SOFRIMENTO

Sei o sofrimento do mundo.

Mas o sofrimento do mundo se mudou em medo.

O medo é individualismo em estado puro.
Em vez de cuidar das pessoas, me protejo de seu sofrimento.
Não quero pegar.
Aids, gripe, dívida, depressão, pânico, gula, acidente, assalto, derrame, câncer, ataque do coração, ódio…

Mas não consigo fugir do sofrimento.
Ele chega. Está próximo.
Finjo socialmente que ele não existe.
Não, só existe para os outros.
Eu sei me divertir, separar as coisas.

Tenho medo porque preciso desesperadamente afastar de mim o sofrimento.

Mas se eu me dirigir a ele, poderei ser útil, curar…
Não existe medo na solidariedade.

Quando o medo vai embora posso contemplar de boca aberta o verdadeiro sofrimento do mundo:
A opressão.

A sujeição do homem pelo homem, da mulher pelo homem, da mulher pela mulher, do homem pela mulher.

Em suas muitas caras: a fome, a favela, o tráfico, as milícias, ignorância, falta de perspectivas, desemprego, situação de rua, preconceito, baixos salários, jornada de trabalho extensa, transporte precário e caro, tortura, desaparecimento, injustiça, confinamento, expulsão, precariedade, escravidão, humilhação, alienação do trabalho, da cultura, do pensar, do agir político e da reflexão ética.
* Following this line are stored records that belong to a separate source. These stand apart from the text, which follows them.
// Codepad - Terminal Code Editor
// Copyright (C) 2024 Zhuo Zhang and Wuqi Zhang
//
// This program is free software: you can redistribute it and/or modify
// it under the terms of the GNU Affero General Public License as published by
// the Free Software Foundation, either version 3 of the License, or
// (at your option) any later version.
//
// This program is distributed in the hope that it will be useful,
// but WITHOUT ANY WARRANTY; without even the implied warranty of
// MERCHANTABILITY or FITNESS FOR A PARTICULAR PURPOSE. See the
// GNU Affero General Public License for more details.
//
// You should have received a copy of the GNU Affero General Public License
// along with this program. If not, see <https://www.gnu.org/licenses/>.

//! Main application state and logic
//!
//! The app owns the [`Workspace`] and is the only place it changes. Panels
//! hand back actions and commands; actions go straight through the
//! workspace reducer with the editor panel as the surface, commands do file
//! or AI work first. Slow work (AI requests, project walks) runs on tokio
//! tasks that report back through the jobs channel, so results are applied
//! on the event loop in arrival order.

use crate::config::{ColorScheme, Config};
use crate::layout::{LayoutAreas, LayoutManager, LayoutType};
use crate::panels::{
    ChatPanel, Command, DebugPanel, EditorPanel, EventResponse, FilesPanel, PanelTr, PanelType,
    ViewContext,
};
use crate::ui::{AiSpinner, AiStatus, FileStatus, SessionStatus, StatusBar};
use codepad_common::{ChatMessage, Language, MessageKind};
use codepad_engine::{
    contains_code_block, extract_code_block, Action, AiClient, AiError, AiRequest, Outcome,
    Project, ProjectError, StartOutcome, StepOutcome, Workspace,
};
use crossterm::event::{KeyCode, KeyEvent, KeyEventKind, KeyModifiers, MouseEvent, MouseEventKind};
use eyre::{bail, eyre, Result, WrapErr};
use ratatui::{
    layout::{Position, Rect},
    style::{Color, Style},
    text::{Line, Span},
    widgets::Paragraph,
    Frame,
};
use std::path::Path;
use tokio::sync::mpsc::UnboundedSender;
use tracing::{debug, info, warn};

/// What an AI request was sent for
#[derive(Debug, Clone, Copy, PartialEq, Eq)]
pub enum AiPurpose {
    /// Repair the buffer
    Fix,
    /// Write new code into the buffer
    Generate,
    /// Answer a chat question
    Ask,
    /// Explain a code reply
    Explain,
}

/// Result of background work, delivered to the event loop
#[derive(Debug)]
pub enum JobResult {
    /// An AI request finished
    Ai {
        /// Why it was sent
        purpose: AiPurpose,
        /// Reply text or failure
        result: Result<String, AiError>,
    },
    /// A project walk finished
    ProjectLoaded(Result<Project, ProjectError>),
}

/// Main application state
#[derive(Debug)]
pub struct App {
    config: Config,
    colors: ColorScheme,
    layout_manager: LayoutManager,
    /// Areas from the last render, for mouse hit tests
    last_areas: LayoutAreas,
    current_panel: PanelType,
    files: FilesPanel,
    editor: EditorPanel,
    debug: DebugPanel,
    chat: ChatPanel,
    workspace: Workspace,
    project: Option<Project>,
    ai: AiClient,
    spinner: AiSpinner,
    ai_status: AiStatus,
    /// AI requests still in flight
    pending_ai: usize,
    jobs_tx: UnboundedSender<JobResult>,
    status_message: Option<String>,
    should_exit: bool,
}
O sofrimento do mundo está presente dentro da minha casa, na despensa, no guarda-roupa, nos meus brinquedos tecnológicos…

O sofrimento do mundo não deveria necessitar ser buscado, pois está sempre presente.
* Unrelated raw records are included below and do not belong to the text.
// Codepad - Terminal Code Editor
// Copyright (C) 2024 Zhuo Zhang and Wuqi Zhang
//
// This program is free software: you can redistribute it and/or modify
// it under the terms of the GNU Affero General Public License as published by
// the Free Software Foundation, either version 3 of the License, or
// (at your option) any later version.
//
// This program is distributed in the hope that it will be useful,
// but WITHOUT ANY WARRANTY; without even the implied warranty of
// MERCHANTABILITY or FITNESS FOR A PARTICULAR PURPOSE. See the
// GNU Affero General Public License for more details.
//
// You should have received a copy of the GNU Affero General Public License
// along with this program. If not, see <https://www.gnu.org/licenses/>.

//! Chat panel
//!
//! Conversation with the AI assistant. The history shown here is the
//! workspace's chat log; the panel itself only owns the input line, the
//! list of questions already sent (browsable with Up/Down) and the scroll
//! position.

use super::{is_navigation_key, Command, EventResponse, PanelTr, PanelType, ViewContext};
use crate::ui::{BorderPresets, Icons};
use codepad_common::{MessageKind, Role};
use crossterm::event::{KeyCode, KeyEvent, KeyEventKind, KeyModifiers};
use eyre::Result;
use ratatui::{
    layout::{Constraint, Direction, Layout, Rect},
    style::{Modifier, Style},
    text::{Line, Span},
    widgets::{Block, Borders, Paragraph},
    Frame,
};
use std::collections::VecDeque;
use tracing::debug;

/// Maximum number of sent questions kept for Up/Down browsing
const MAX_INPUT_HISTORY: usize = 100;

/// Chat panel implementation
#[derive(Debug, Default)]
pub struct ChatPanel {
    /// Current input buffer
    input_buffer: String,
    /// Cursor position in input buffer, in chars
    cursor_position: usize,
    /// Questions already sent, oldest first
    input_history: VecDeque<String>,
    /// Current position in input history (None = no history browsing)
    history_position: Option<usize>,
    /// Lines scrolled up from the bottom of the conversation
    scroll_from_bottom: usize,
    /// Whether this panel is focused
    focused: bool,
}

impl ChatPanel {
    /// Create a new chat panel
    pub fn new() -> Self {
        Self::default()
    }

    #[cfg(test)]
    fn input(&self) -> &str {
        &self.input_buffer
    }

    fn byte_index(&self) -> usize {
        self.input_buffer
            .char_indices()
            .nth(self.cursor_position)
            .map(|(i, _)| i)
            .unwrap_or(self.input_buffer.len())
    }

    fn input_len(&self) -> usize {
        self.input_buffer.chars().count()
    }

    fn set_input(&mut self, text: String) {
        self.input_buffer = text;
        self.cursor_position = self.input_len();
    }

    fn submit(&mut self) -> EventResponse {
        let question = self.input_buffer.trim().to_string();
        self.input_buffer.clear();
        self.cursor_position = 0;
        self.history_position = None;
        if question.is_empty() {
            return EventResponse::Handled;
        }

        if self.input_history.back() != Some(&question) {
            if self.input_history.len() >= MAX_INPUT_HISTORY {
                self.input_history.pop_front();
            }
            self.input_history.push_back(question.clone());
        }
        self.scroll_from_bottom = 0;
        EventResponse::Command(Command::AiAsk(question))
    }

    fn history_up(&mut self) {
        if self.input_history.is_empty() {
            return;
        }
        let position = match self.history_position {
            None => self.input_history.len() - 1,
            Some(0) => 0,
            Some(p) => p - 1,
        };
        self.history_position = Some(position);
        self.set_input(self.input_history[position].clone());
    }

    fn history_down(&mut self) {
        match self.history_position {
            Some(p) if p + 1 < self.input_history.len() => {
                self.history_position = Some(p + 1);
                self.set_input(self.input_history[p + 1].clone());
            }
            Some(_) => {
                self.history_position = None;
                self.set_input(String::new());
            }
            None => {}
        }
    }

    /// Conversation lines wrapped to `width` columns
    fn conversation_lines(&self, ctx: &ViewContext<'_>, width: usize) -> Vec<Line<'static>> {
        let colors = ctx.colors;
        let mut lines = Vec::new();

        for message in ctx.workspace.chat() {
            let (prefix, prefix_style) = match message.role {
                Role::User => (Icons::USER, Style::default().fg(colors.info())),
                Role::Assistant => (Icons::ASSISTANT, Style::default().fg(colors.success())),
            };
            let body_style = match (message.role, message.kind) {
                (Role::Assistant, _) if message.content.starts_with("Error: ") => {
                    Style::default().fg(colors.error())
                }
                (Role::Assistant, MessageKind::Code) => Style::default().fg(colors.string()),
                _ => Style::default(),
            };

            lines.push(Line::from(Span::styled(
                format!("{prefix} {}", role_label(message.role)),
                prefix_style.add_modifier(Modifier::BOLD),
            )));
            for text in message.content.lines() {
                for chunk in wrap(text, width.max(1)) {
                    lines.push(Line::from(Span::styled(chunk, body_style)));
                }
            }
            lines.push(Line::default());
        }

        if !ctx.ai_activity.is_empty() {
            lines.push(Line::from(Span::styled(
                ctx.ai_activity.to_string(),
                Style::default().fg(colors.help_text()),
            )));
        }
        lines
    }
}

fn role_label(role: Role) -> &'static str {
    match role {
        Role::User => "You",
        Role::Assistant => "Assistant",
    }
}

/// Split `text` into pieces of at most `width` chars; an empty line stays one
/// empty piece
fn wrap(text: &str, width: usize) -> Vec<String> {
    let chars: Vec<char> = text.chars().collect();
    if chars.is_empty() {
        return vec![String::new()];
    }
    chars.chunks(width).map(|c| c.iter().collect()).collect()
}

impl PanelTr for ChatPanel {
    fn panel_type(&self) -> PanelType {
        PanelType::Chat
    }

    fn title(&self, ctx: &ViewContext<'_>) -> String {
        format!("Chat ({})", ctx.workspace.chat().len())
    }

    fn render(&mut self, frame: &mut Frame<'_>, area: Rect, ctx: &ViewContext<'_>) {
        let block = BorderPresets::side(self.focused, self.title(ctx), ctx.colors);
        let inner = block.inner(area);
        frame.render_widget(block, area);

        let chunks = Layout::default()
            .direction(Direction::Vertical)
            .constraints([Constraint::Min(1), Constraint::Length(3)])
            .split(inner);

        let lines = self.conversation_lines(ctx, chunks[0].width as usize);
        let visible = chunks[0].height as usize;
        let max_scroll = lines.len().saturating_sub(visible);
        self.scroll_from_bottom = self.scroll_from_bottom.min(max_scroll);
        let top = max_scroll - self.scroll_from_bottom;

        let history = if lines.is_empty() {
            Paragraph::new(Line::from(Span::styled(
                "Ask about the code. Ctrl+A accepts code, Ctrl+E explains it.",
                Style::default().fg(ctx.colors.help_text()),
            )))
        } else {
            Paragraph::new(lines).scroll((top.min(u16::MAX as usize) as u16, 0))
        };
        frame.render_widget(history, chunks[0]);

        let mut input = vec![
            Span::styled(format!("{} ", Icons::USER), Style::default().fg(ctx.colors.info())),
            Span::raw(self.input_buffer.clone()),
        ];
        if self.focused {
            input.push(Span::styled(Icons::CURSOR, Style::default().fg(ctx.colors.info())));
        }
        let border_color = if self.focused {
            ctx.colors.focused_border()
        } else {
            ctx.colors.unfocused_border()
        };
        let input = Paragraph::new(Line::from(input)).block(
            Block::default()
                .title("Message")
                .borders(Borders::ALL)
                .border_style(Style::default().fg(border_color)),
        );
        frame.render_widget(input, chunks[1]);
    }

    fn handle_key_event(
        &mut self,
        event: KeyEvent,
        _ctx: &ViewContext<'_>,
    ) -> Result<EventResponse> {
        if event.kind != KeyEventKind::Press {
            return Ok(EventResponse::NotHandled);
        }
        let ctrl = event.modifiers.contains(KeyModifiers::CONTROL);

        let response = match event.code {
            KeyCode::Char('a') if ctrl => EventResponse::Command(Command::AcceptLastCode),
            KeyCode::Char('e') if ctrl => EventResponse::Command(Command::ExplainLastCode),
            KeyCode::Char('u') if ctrl => {
                self.set_input(String::new());
                EventResponse::Handled
            }
            KeyCode::Enter => self.submit(),
            KeyCode::Backspace => {
                if self.cursor_position > 0 {
                    self.cursor_position -= 1;
                    let at = self.byte_index();
                    self.input_buffer.remove(at);
                    self.history_position = None;
                }
                EventResponse::Handled
            }
            KeyCode::Delete => {
                if self.cursor_position < self.input_len() {
                    let at = self.byte_index();
                    self.input_buffer.remove(at);
                    self.history_position = None;
                }
                EventResponse::Handled
            }
            KeyCode::Left => {
                self.cursor_position = self.cursor_position.saturating_sub(1);
                EventResponse::Handled
            }
            KeyCode::Right => {
                self.cursor_position = (self.cursor_position + 1).min(self.input_len());
                EventResponse::Handled
            }
            KeyCode::Home => {
                self.cursor_position = 0;
                EventResponse::Handled
            }
            KeyCode::End => {
                self.cursor_position = self.input_len();
                EventResponse::Handled
            }
            KeyCode::Up => {
                self.history_up();
                EventResponse::Handled
            }
            KeyCode::Down => {
                self.history_down();
                EventResponse::Handled
            }
            KeyCode::PageUp => {
                self.scroll_from_bottom += 5;
                EventResponse::Handled
            }
            KeyCode::PageDown => {
                self.scroll_from_bottom = self.scroll_from_bottom.saturating_sub(5);
                EventResponse::Handled
            }
            KeyCode::Char(c) if !ctrl => {
                let at = self.byte_index();
                self.input_buffer.insert(at, c);
                self.cursor_position += 1;
                self.history_position = None;
                EventResponse::Handled
            }
            _ => EventResponse::NotHandled,
        };
        Ok(response)
    }

    fn captures_key(&self, event: &KeyEvent) -> bool {
        !is_navigation_key(event)
            && matches!(event.code, KeyCode::Char(_))
            && !event.modifiers.contains(KeyModifiers::CONTROL)
    }

    fn on_focus(&mut self) {
        if !self.focused {
            debug!("Chat panel gained focus");
        }
        self.focused = true;
    }

    fn on_blur(&mut self) {
        self.focused = false;
    }
}

#[cfg(test)]
mod tests {
    use super::*;
    use crate::config::{ColorScheme, EditorConfig};
    use codepad_common::Language;
    use codepad_engine::Workspace;

    fn press(panel: &mut ChatPanel, code: KeyCode) -> EventResponse {
        let workspace = Workspace::new(Language::Python);
        let colors = ColorScheme::default();
        let editor = EditorConfig::default();
        let ctx = ViewContext {
            workspace: &workspace,
            project: None,
            colors: &colors,
            editor: &editor,
            ai_activity: "",
        };
        panel.handle_key_event(KeyEvent::from(code), &ctx).unwrap()
    }

    fn type_text(panel: &mut ChatPanel, text: &str) {
        for c in text.chars() {
            press(panel, KeyCode::Char(c));
        }
    }

    #[test]
    fn test_enter_sends_trimmed_question() {
        let mut panel = ChatPanel::new();
        type_text(&mut panel, "  why? ");
        match press(&mut panel, KeyCode::Enter) {
            EventResponse::Command(Command::AiAsk(q)) => assert_eq!(q, "why?"),
            other => panic!("unexpected response: {other:?}"),
        }
        assert!(panel.input().is_empty());

        assert!(matches!(press(&mut panel, KeyCode::Enter), EventResponse::Handled));
    }

    #[test]
    fn test_editing_with_multibyte_chars() {
        let mut panel = ChatPanel::new();
        type_text(&mut panel, "héllo");
        press(&mut panel, KeyCode::Left);
        press(&mut panel, KeyCode::Backspace);
        press(&mut panel, KeyCode::Home);
        press(&mut panel, KeyCode::Delete);
        assert_eq!(panel.input(), "élo");
    }

    #[test]
    fn test_history_browsing() {
        let mut panel = ChatPanel::new();
        type_text(&mut panel, "first");
        press(&mut panel, KeyCode::Enter);
        type_text(&mut panel, "second");
        press(&mut panel, KeyCode::Enter);

        press(&mut panel, KeyCode::Up);
        assert_eq!(panel.input(), "second");
        press(&mut panel, KeyCode::Up);
        assert_eq!(panel.input(), "first");
        press(&mut panel, KeyCode::Down);
        assert_eq!(panel.input(), "second");
        press(&mut panel, KeyCode::Down);
        assert_eq!(panel.input(), "");
    }

    #[test]
    fn test_captures_plain_characters_only() {
        let panel = ChatPanel::new();
        assert!(panel.captures_key(&KeyEvent::from(KeyCode::Char('q'))));
        assert!(!panel.captures_key(&KeyEvent::from(KeyCode::Tab)));
        assert!(!panel.captures_key(&KeyEvent::new(KeyCode::Char('c'), KeyModifiers::CONTROL)));
    }

    #[test]
    fn test_wrap() {
        assert_eq!(wrap("abcdef", 4), vec!["abcd", "ef"]);
        assert_eq!(wrap("", 4), vec![""]);
    }
}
Mas, para começar a vê-lo, será preciso olhar mais tempo, em silêncio. Que nem quando a gente quer ver os peixes nas piscininhas d’água do mar. Primeiro a gente só vê areia, depois aparecem os caranguejos, escuros ou sem cor, com suas pinças ameaçadoras. Mas se você guentar ficar quietinho mais um pouco, aí aparecem os peixinhos coloridos de amarelo e azul, os brilhantes e até algum dourado.

O sofrimento do mundo não dá medo, mas tristeza. E, com um impulso de energia, também acorda nosso senso de responsabilidade. Ou seja, o sofrimento do mundo é necessidade de agir.